//! Repository for the `signups` join table.

use camp_core::types::DbId;
use sqlx::PgPool;

use crate::models::activity::{Activity, ActivitySummary};
use crate::models::camper::{Camper, CamperSummary};
use crate::models::signup::{CamperSignup, CamperSignupRow, CreateSignup, Signup, SignupDetail};
use crate::repositories::{activity_repo, camper_repo};

/// Column list shared across queries to avoid repetition.
const COLUMNS: &str = "id, camper_id, activity_id, \"time\", created_at, updated_at";

/// Provides create and lookup operations for signups.
pub struct SignupRepo;

impl SignupRepo {
    /// Insert a signup and load the camper and activity it links, in one
    /// transaction.
    ///
    /// A missing camper or activity surfaces as a foreign key violation
    /// (SQLSTATE `23503`) and nothing is written.
    pub async fn create_with_relations(
        pool: &PgPool,
        input: &CreateSignup,
    ) -> Result<SignupDetail, sqlx::Error> {
        let mut tx = pool.begin().await?;

        let insert_query = format!(
            "INSERT INTO signups (camper_id, activity_id, \"time\")
             VALUES ($1, $2, $3)
             RETURNING {COLUMNS}"
        );
        let signup = sqlx::query_as::<_, Signup>(&insert_query)
            .bind(input.camper_id)
            .bind(input.activity_id)
            .bind(input.time)
            .fetch_one(&mut *tx)
            .await?;

        let camper_query = format!(
            "SELECT {} FROM campers WHERE id = $1",
            camper_repo::COLUMNS
        );
        let camper = sqlx::query_as::<_, Camper>(&camper_query)
            .bind(signup.camper_id)
            .fetch_one(&mut *tx)
            .await?;

        let activity_query = format!(
            "SELECT {} FROM activities WHERE id = $1",
            activity_repo::COLUMNS
        );
        let activity = sqlx::query_as::<_, Activity>(&activity_query)
            .bind(signup.activity_id)
            .fetch_one(&mut *tx)
            .await?;

        tx.commit().await?;
        Ok(SignupDetail::new(
            signup,
            CamperSummary::from(camper),
            ActivitySummary::from(activity),
        ))
    }

    /// List a camper's signups with the activity of each embedded.
    pub async fn list_for_camper(
        pool: &PgPool,
        camper_id: DbId,
    ) -> Result<Vec<CamperSignup>, sqlx::Error> {
        let rows = sqlx::query_as::<_, CamperSignupRow>(
            "SELECT s.id, s.camper_id, s.activity_id, s.\"time\",
                    a.name AS activity_name, a.difficulty AS activity_difficulty
             FROM signups s
             JOIN activities a ON a.id = s.activity_id
             WHERE s.camper_id = $1
             ORDER BY s.id",
        )
        .bind(camper_id)
        .fetch_all(pool)
        .await?;
        Ok(rows.into_iter().map(CamperSignup::from).collect())
    }
}
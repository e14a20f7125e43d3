use axum::http::StatusCode;
use axum::response::{IntoResponse, Response};
use camp_core::error::CoreError;
use serde_json::json;

/// Generic message returned for every validation failure. Field-level
/// detail is logged, not sent to the client.
pub const VALIDATION_MESSAGE: &str = "validation errors";

/// Message returned for any failure the client cannot act on.
const INTERNAL_MESSAGE: &str = "An internal error occurred";

/// Application-level error type for HTTP handlers.
///
/// Wraps [`CoreError`] for domain errors and adds HTTP-specific variants.
/// Implements [`IntoResponse`] to produce consistent JSON error responses.
#[derive(Debug, thiserror::Error)]
pub enum AppError {
    /// A domain-level error from `camp_core`.
    #[error(transparent)]
    Core(#[from] CoreError),

    /// A database error from sqlx.
    #[error("Database error: {0}")]
    Database(#[from] sqlx::Error),

    /// A `{id}` path segment that is not a valid `i64`. No such record can
    /// exist, so it is answered like any other miss.
    #[error("{entity} id is not an integer: {raw}")]
    UnparseableId { entity: &'static str, raw: String },

    /// The store refused a delete; the message is passed through.
    #[error("Delete failed: {0}")]
    DeleteFailed(String),
}

/// Convenience type alias for handler return values.
pub type AppResult<T> = Result<T, AppError>;

/// Body shape of an error response.
enum ErrorBody {
    /// `{"error": "..."}`
    Single(String),
    /// `{"errors": ["validation errors"]}`
    Validation,
}

impl IntoResponse for AppError {
    fn into_response(self) -> Response {
        let (status, body) = match self {
            AppError::Core(CoreError::NotFound { entity, id }) => {
                tracing::debug!(entity, id, "Entity not found");
                (
                    StatusCode::NOT_FOUND,
                    ErrorBody::Single(format!("{entity} not found")),
                )
            }
            AppError::Core(CoreError::Validation(detail)) => {
                tracing::warn!(detail = %detail, "Validation failed");
                (StatusCode::BAD_REQUEST, ErrorBody::Validation)
            }
            AppError::UnparseableId { entity, raw } => {
                tracing::debug!(entity, raw = %raw, "Path id is not an integer");
                (
                    StatusCode::NOT_FOUND,
                    ErrorBody::Single(format!("{entity} not found")),
                )
            }
            AppError::Database(err) => classify_sqlx_error(&err),
            AppError::DeleteFailed(msg) => {
                tracing::warn!(error = %msg, "Delete failed");
                (StatusCode::BAD_REQUEST, ErrorBody::Single(msg))
            }
        };

        let body = match body {
            ErrorBody::Single(message) => json!({ "error": message }),
            ErrorBody::Validation => json!({ "errors": [VALIDATION_MESSAGE] }),
        };

        (status, axum::Json(body)).into_response()
    }
}

/// Classify a sqlx error into an HTTP status and body.
///
/// - `RowNotFound` maps to 404.
/// - Not-null, foreign key and CHECK violations map to 400 validation errors.
/// - Everything else maps to 500 with a sanitized message.
fn classify_sqlx_error(err: &sqlx::Error) -> (StatusCode, ErrorBody) {
    match err {
        sqlx::Error::RowNotFound => (
            StatusCode::NOT_FOUND,
            ErrorBody::Single("Resource not found".to_string()),
        ),
        sqlx::Error::Database(db_err) if is_constraint_violation(db_err.code().as_deref()) => {
            tracing::warn!(
                error = %db_err,
                constraint = db_err.constraint().unwrap_or("unknown"),
                "Write rejected by database constraint"
            );
            (StatusCode::BAD_REQUEST, ErrorBody::Validation)
        }
        other => {
            tracing::error!(error = %other, "Database error");
            (
                StatusCode::INTERNAL_SERVER_ERROR,
                ErrorBody::Single(INTERNAL_MESSAGE.to_string()),
            )
        }
    }
}

/// PostgreSQL SQLSTATE codes meaning the write broke a declared constraint:
/// not-null (`23502`), foreign key (`23503`) or CHECK (`23514`).
fn is_constraint_violation(code: Option<&str>) -> bool {
    matches!(code, Some("23502" | "23503" | "23514"))
}
//! Request extractors that keep every rejection inside the JSON error contract.

use axum::extract::rejection::PathRejection;
use axum::extract::{FromRequest, Path, Request};
use axum::Json;
use camp_core::error::CoreError;
use camp_core::types::DbId;
use camp_core::validation::validate_input;
use serde::de::DeserializeOwned;
use validator::Validate;

use crate::error::{AppError, AppResult};

/// Like [`Json`], but a body that fails to parse, has unknown or missing
/// fields, or breaks a `#[validate]` rule is rejected as
/// [`CoreError::Validation`] (400) instead of axum's plain-text 4xx.
#[derive(Debug)]
pub struct ValidJson<T>(pub T);

impl<S, T> FromRequest<S> for ValidJson<T>
where
    T: DeserializeOwned + Validate + Send,
    S: Send + Sync,
{
    type Rejection = AppError;

    async fn from_request(req: Request, state: &S) -> Result<Self, Self::Rejection> {
        let Json(value) = Json::<T>::from_request(req, state)
            .await
            .map_err(|rejection| CoreError::Validation(rejection.body_text()))?;
        validate_input(&value)?;
        Ok(Self(value))
    }
}

/// Unwrap an `{id}` path segment for `entity`.
///
/// Handlers extract `Result<Path<DbId>, PathRejection>` and pass it here, so
/// `/campers/abc` or an id past `i64::MAX` becomes a 404 naming the entity
/// instead of axum's plain-text 400.
pub fn entity_id(
    path: Result<Path<DbId>, PathRejection>,
    entity: &'static str,
) -> AppResult<DbId> {
    path.map(|Path(id)| id)
        .map_err(|rejection| AppError::UnparseableId {
            entity,
            raw: rejection.body_text(),
        })
}
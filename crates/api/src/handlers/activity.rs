//! Handlers for the `/activities` resource.

use axum::extract::rejection::PathRejection;
use axum::extract::{Path, State};
use axum::http::StatusCode;
use axum::Json;
use camp_core::error::CoreError;
use camp_core::types::DbId;
use camp_db::models::activity::{ActivitySummary, CreateActivity};
use camp_db::repositories::ActivityRepo;

use crate::error::{AppError, AppResult};
use crate::extract::{entity_id, ValidJson};
use crate::state::AppState;

/// GET /activities
pub async fn list(State(state): State<AppState>) -> AppResult<Json<Vec<ActivitySummary>>> {
    let activities = ActivityRepo::list(&state.pool).await?;
    Ok(Json(
        activities.into_iter().map(ActivitySummary::from).collect(),
    ))
}

/// POST /activities
pub async fn create(
    State(state): State<AppState>,
    ValidJson(input): ValidJson<CreateActivity>,
) -> AppResult<(StatusCode, Json<ActivitySummary>)> {
    let activity = ActivityRepo::create(&state.pool, &input).await?;

    tracing::info!(activity_id = activity.id, "Activity created");

    Ok((StatusCode::CREATED, Json(ActivitySummary::from(activity))))
}

/// DELETE /activities/{id}
///
/// Removes the activity and all of its signups. Any store error is
/// reported as 400 with the underlying message.
pub async fn delete(
    State(state): State<AppState>,
    path: Result<Path<DbId>, PathRejection>,
) -> AppResult<StatusCode> {
    let id = entity_id(path, "Activity")?;
    let removed = ActivityRepo::delete_with_signups(&state.pool, id)
        .await
        .map_err(|e| AppError::DeleteFailed(e.to_string()))?;

    match removed {
        Some(signups_removed) => {
            tracing::info!(activity_id = id, signups_removed, "Activity deleted");
            Ok(StatusCode::NO_CONTENT)
        }
        None => Err(AppError::Core(CoreError::NotFound {
            entity: "Activity",
            id,
        })),
    }
}
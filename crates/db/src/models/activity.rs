//! Activity entity model, DTOs and response views.

use camp_core::rules::MIN_NAME_LEN;
use camp_core::types::{DbId, Timestamp};
use serde::{Deserialize, Serialize};
use sqlx::FromRow;
use validator::Validate;

/// An activity row from the `activities` table.
#[derive(Debug, Clone, FromRow)]
pub struct Activity {
    pub id: DbId,
    pub name: String,
    pub difficulty: i32,
    pub created_at: Timestamp,
    pub updated_at: Timestamp,
}

/// DTO for creating a new activity.
#[derive(Debug, Clone, Deserialize, Validate)]
#[serde(deny_unknown_fields)]
pub struct CreateActivity {
    #[validate(length(min = MIN_NAME_LEN))]
    pub name: String,
    pub difficulty: i32,
}

/// Activity without its signups.
#[derive(Debug, Clone, PartialEq, Serialize)]
pub struct ActivitySummary {
    pub id: DbId,
    pub name: String,
    pub difficulty: i32,
}

impl From<Activity> for ActivitySummary {
    fn from(activity: Activity) -> Self {
        Self {
            id: activity.id,
            name: activity.name,
            difficulty: activity.difficulty,
        }
    }
}
/// Server configuration loaded from environment variables.
///
/// All fields except the database URL have defaults suitable for local
/// development. In production, override via environment variables.
#[derive(Debug, Clone)]
pub struct ServerConfig {
    /// Bind address (default: `0.0.0.0`).
    pub host: String,
    /// Bind port (default: `5555`).
    pub port: u16,
    /// Allowed CORS origins, parsed from comma-separated `CORS_ORIGINS` env var.
    pub cors_origins: Vec<String>,
    /// HTTP request timeout in seconds (default: `30`).
    pub request_timeout_secs: u64,
    /// PostgreSQL connection string.
    pub database_url: String,
}

impl ServerConfig {
    /// Load configuration from environment variables with defaults.
    ///
    /// | Env Var                | Default                    |
    /// |------------------------|----------------------------|
    /// | `HOST`                 | `0.0.0.0`                  |
    /// | `PORT`                 | `5555`                     |
    /// | `CORS_ORIGINS`         | `http://localhost:5173`    |
    /// | `REQUEST_TIMEOUT_SECS` | `30`                       |
    /// | `DATABASE_URL`         | `DB_URI`, else required    |
    pub fn from_env() -> Self {
        let host = std::env::var("HOST").unwrap_or_else(|_| "0.0.0.0".into());

        let port: u16 = std::env::var("PORT")
            .unwrap_or_else(|_| "5555".into())
            .parse()
            .expect("PORT must be a valid u16");

        let cors_origins = parse_origins(
            &std::env::var("CORS_ORIGINS").unwrap_or_else(|_| "http://localhost:5173".into()),
        );

        let request_timeout_secs: u64 = std::env::var("REQUEST_TIMEOUT_SECS")
            .unwrap_or_else(|_| "30".into())
            .parse()
            .expect("REQUEST_TIMEOUT_SECS must be a valid u64");

        let database_url = std::env::var("DATABASE_URL")
            .or_else(|_| std::env::var("DB_URI"))
            .expect("DATABASE_URL (or DB_URI) must be set");

        Self {
            host,
            port,
            cors_origins,
            request_timeout_secs,
            database_url,
        }
    }
}

/// Split a comma-separated origin list, dropping blanks.
fn parse_origins(raw: &str) -> Vec<String> {
    raw.split(',')
        .map(|s| s.trim().to_string())
        .filter(|s| !s.is_empty())
        .collect()
}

============================================================

- What you are asked to do -
Which lines should be output? Exactly those from the first line of the data through the line containing "of each embedded.", inclusive.

- Completed task -
//! Repository for the `signups` join table.

use camp_core::types::DbId;
use sqlx::PgPool;

use crate::models::activity::{Activity, ActivitySummary};
use crate::models::camper::{Camper, CamperSummary};
use crate::models::signup::{CamperSignup, CamperSignupRow, CreateSignup, Signup, SignupDetail};
use crate::repositories::{activity_repo, camper_repo};

/// Column list shared across queries to avoid repetition.
const COLUMNS: &str = "id, camper_id, activity_id, \"time\", created_at, updated_at";

/// Provides create and lookup operations for signups.
pub struct SignupRepo;

impl SignupRepo {
    /// Insert a signup and load the camper and activity it links, in one
    /// transaction.
    ///
    /// A missing camper or activity surfaces as a foreign key violation
    /// (SQLSTATE `23503`) and nothing is written.
    pub async fn create_with_relations(
        pool: &PgPool,
        input: &CreateSignup,
    ) -> Result<SignupDetail, sqlx::Error> {
        let mut tx = pool.begin().await?;

        let insert_query = format!(
            "INSERT INTO signups (camper_id, activity_id, \"time\")
             VALUES ($1, $2, $3)
             RETURNING {COLUMNS}"
        );
        let signup = sqlx::query_as::<_, Signup>(&insert_query)
            .bind(input.camper_id)
            .bind(input.activity_id)
            .bind(input.time)
            .fetch_one(&mut *tx)
            .await?;

        let camper_query = format!(
            "SELECT {} FROM campers WHERE id = $1",
            camper_repo::COLUMNS
        );
        let camper = sqlx::query_as::<_, Camper>(&camper_query)
            .bind(signup.camper_id)
            .fetch_one(&mut *tx)
            .await?;

        let activity_query = format!(
            "SELECT {} FROM activities WHERE id = $1",
            activity_repo::COLUMNS
        );
        let activity = sqlx::query_as::<_, Activity>(&activity_query)
            .bind(signup.activity_id)
            .fetch_one(&mut *tx)
            .await?;

        tx.commit().await?;
        Ok(SignupDetail::new(
            signup,
            CamperSummary::from(camper),
            ActivitySummary::from(activity),
        ))
    }

    /// List a camper's signups with the activity of each embedded.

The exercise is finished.